Airport in Shelby County, Tennessee, US

Charles W. Baker Airport is a civil, publicly owned airport. It is located four miles (6 km) southwest of the central business district of Millington, a city in Shelby County, Tennessee, United States. It is 10 miles (16 km) from downtown Memphis. It is owned and operated by Memphis - Shelby County Airport Authority. It also immediately adjacent to Memphis International Raceway.

==History==
The airfield was originally built during World War II as an outlying landing field (OLF) to Naval Air Station Memphis and consisted of eight 1600-foot (488 meters) paved runways arranged in a Star of David pattern. Considered surplus at the war's end, the OLF was released to civilian control in 1946. Charles W. Baker Airport opened in 1959 and has also been known as "Shelby County Airport."
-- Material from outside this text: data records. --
pub mod cli;
pub mod toml_config;

use crate::config::toml_config::TomlConfig;
use crate::core::ConfigProvider;
use crate::domain::model::{NormalizeMode, Orientation};
use crate::utils::error::Result;
use crate::utils::validation::{
    validate_file_extension, validate_hex_color, validate_non_empty_string, validate_path,
    Validate,
};
#[cfg(feature = "cli")]
use clap::Parser;

pub const DEFAULT_LABEL_A: &str = "Agriculture";
pub const DEFAULT_LABEL_B: &str = "Forest";
pub const DEFAULT_COLOR_A: &str = "#8c6d31";
pub const DEFAULT_COLOR_B: &str = "#31a354";
pub const DEFAULT_OUTPUT_PATH: &str = "habitat_split.png";

#[cfg(feature = "cli")]
#[derive(Debug, Clone, Parser)]
#[command(name = "habitat-split")]
#[command(about = "Compare per-species observations between two habitats as a stacked bar chart")]
pub struct CliConfig {
    /// Observation table for habitat A (.csv, .xlsx, .xls, .xlsm, .xlsb, .ods)
    pub habitat_a: String,

    /// Observation table for habitat B
    pub habitat_b: String,

    /// TOML file with run settings; command-line flags take precedence
    #[arg(short, long)]
    pub config: Option<String>,

    /// Species identifier column [default: ID, then species]
    #[arg(long)]
    pub id_column: Option<String>,

    /// Sum this column per species instead of counting rows
    #[arg(long)]
    pub count_column: Option<String>,

    #[arg(long, help = "Display name of habitat A [default: Agriculture]")]
    pub label_a: Option<String>,

    #[arg(long, help = "Display name of habitat B [default: Forest]")]
    pub label_b: Option<String>,

    #[arg(long, help = "Bar color for habitat A as #RRGGBB")]
    pub color_a: Option<String>,

    #[arg(long, help = "Bar color for habitat B as #RRGGBB")]
    pub color_b: Option<String>,

    /// Chart destination, .png or .svg [default: habitat_split.png]
    #[arg(short, long)]
    pub output: Option<String>,

    /// raw splits counts directly; effort divides by each habitat's total first
    #[arg(long, value_enum)]
    pub mode: Option<NormalizeMode>,

    #[arg(long, value_enum)]
    pub orientation: Option<Orientation>,

    /// Also write the per-species table as CSV
    #[arg(long)]
    pub summary: Option<String>,

    #[arg(short, long, help = "Enable verbose output")]
    pub verbose: bool,

    #[arg(long, help = "Emit logs as JSON lines")]
    pub log_json: bool,

    #[arg(long, help = "Log CPU and memory use per phase")]
    pub monitor: bool,
}

#[cfg(feature = "cli")]
impl CliConfig {
    /// Layers command-line flags over the optional TOML settings.
    pub fn into_split_config(self, file: Option<&TomlConfig>) -> SplitConfig {
        let mut config = SplitConfig::new(self.habitat_a, self.habitat_b);
        if let Some(file) = file {
            config.apply_toml(file);
        }

        overwrite(&mut config.label_a, self.label_a);
        overwrite(&mut config.label_b, self.label_b);
        overwrite(&mut config.color_a, self.color_a);
        overwrite(&mut config.color_b, self.color_b);
        overwrite(&mut config.output_path, self.output);
        overwrite(&mut config.normalize_mode, self.mode);
        overwrite(&mut config.orientation, self.orientation);
        if self.id_column.is_some() {
            config.id_column = self.id_column;
        }
        if self.count_column.is_some() {
            config.count_column = self.count_column;
        }
        if self.summary.is_some() {
            config.summary_path = self.summary;
        }
        config
    }
}

fn overwrite<T>(slot: &mut T, value: Option<T>) {
    if let Some(value) = value {
        *slot = value;
    }
}

/// The resolved settings for one run.
#[derive(Debug, Clone, PartialEq)]
pub struct SplitConfig {
    pub habitat_a: String,
    pub habitat_b: String,
    pub label_a: String,
    pub label_b: String,
    pub id_column: Option<String>,
    pub count_column: Option<String>,
    pub normalize_mode: NormalizeMode,
    pub color_a: String,
    pub color_b: String,
    pub orientation: Orientation,
    pub output_path: String,
    pub summary_path: Option<String>,
}

impl SplitConfig {
    pub fn new(habitat_a: impl Into<String>, habitat_b: impl Into<String>) -> Self {
        Self {
            habitat_a: habitat_a.into(),
            habitat_b: habitat_b.into(),
            label_a: DEFAULT_LABEL_A.to_string(),
            label_b: DEFAULT_LABEL_B.to_string(),
            id_column: None,
            count_column: None,
            normalize_mode: NormalizeMode::Raw,
            color_a: DEFAULT_COLOR_A.to_string(),
            color_b: DEFAULT_COLOR_B.to_string(),
            orientation: Orientation::Horizontal,
            output_path: DEFAULT_OUTPUT_PATH.to_string(),
            summary_path: None,
        }
    }

    pub fn apply_toml(&mut self, file: &TomlConfig) {
        let file = file.clone();
        overwrite(&mut self.label_a, file.habitats.label_a);
        overwrite(&mut self.label_b, file.habitats.label_b);
        overwrite(&mut self.color_a, file.plot.color_a);
        overwrite(&mut self.color_b, file.plot.color_b);
        overwrite(&mut self.output_path, file.plot.output_path);
        overwrite(&mut self.orientation, file.plot.orientation);
        overwrite(&mut self.normalize_mode, file.normalize.mode);
        if file.columns.id.is_some() {
            self.id_column = file.columns.id;
        }
        if file.columns.count.is_some() {
            self.count_column = file.columns.count;
        }
        if file.report.summary_path.is_some() {
            self.summary_path = file.report.summary_path;
        }
    }
}

impl Validate for SplitConfig {
    fn validate(&self) -> Result<()> {
        validate_path("habitat_a", &self.habitat_a)?;
        validate_path("habitat_b", &self.habitat_b)?;
        validate_non_empty_string("label_a", &self.label_a)?;
        validate_non_empty_string("label_b", &self.label_b)?;

        if let Some(column) = &self.id_column {
            validate_non_empty_string("id_column", column)?;
        }
        if let Some(column) = &self.count_column {
            validate_non_empty_string("count_column", column)?;
        }

        validate_hex_color("color_a", &self.color_a)?;
        validate_hex_color("color_b", &self.color_b)?;

        validate_path("output_path", &self.output_path)?;
        validate_file_extension("output_path", &self.output_path, &["png", "svg"])?;

        if let Some(summary) = &self.summary_path {
            validate_path("summary_path", summary)?;
            validate_file_extension("summary_path", summary, &["csv"])?;
        }

        tracing::debug!("Configuration validation passed");
        Ok(())
    }
}

impl ConfigProvider for SplitConfig {
    fn habitat_a_path(&self) -> &str {
        &self.habitat_a
    }

    fn habitat_b_path(&self) -> &str {
        &self.habitat_b
    }

    fn label_a(&self) -> &str {
        &self.label_a
    }

    fn label_b(&self) -> &str {
        &self.label_b
    }

    fn id_column(&self) -> Option<&str> {
        self.id_column.as_deref()
    }

    fn count_column(&self) -> Option<&str> {
        self.count_column.as_deref()
    }

    fn normalize_mode(&self) -> NormalizeMode {
        self.normalize_mode
    }

    fn color_a(&self) -> &str {
        &self.color_a
    }

    fn color_b(&self) -> &str {
        &self.color_b
    }

    fn orientation(&self) -> Orientation {
        self.orientation
    }

    fn output_path(&self) -> &str {
        &self.output_path
    }

    fn summary_path(&self) -> Option<&str> {
        self.summary_path.as_deref()
    }
}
== Facilities and aircraft ==
Charles W. Baker Airport is on a 259 acre plot of land. It has an asphalt runway 18/36 that is 3,500 x 75 feet (1,066.8 x 28.7 meters) and handles up to 25000 lb. Runway 18U/36U, which used to be designed solely for ultra-light aircraft, was 1,600 x 75 feet (487.7 x 28.7 m) but is now closed.

Charles W. Baker Airport offers 100LL and Jet-A fuels from its self-serve fuel station, which is accessible 24/7/365. Charles W. Baker has a terminal with a pilot's lounge and a meeting room.

==Airlines and destinations==

No regular service operates to or from Charles W. Baker Airport.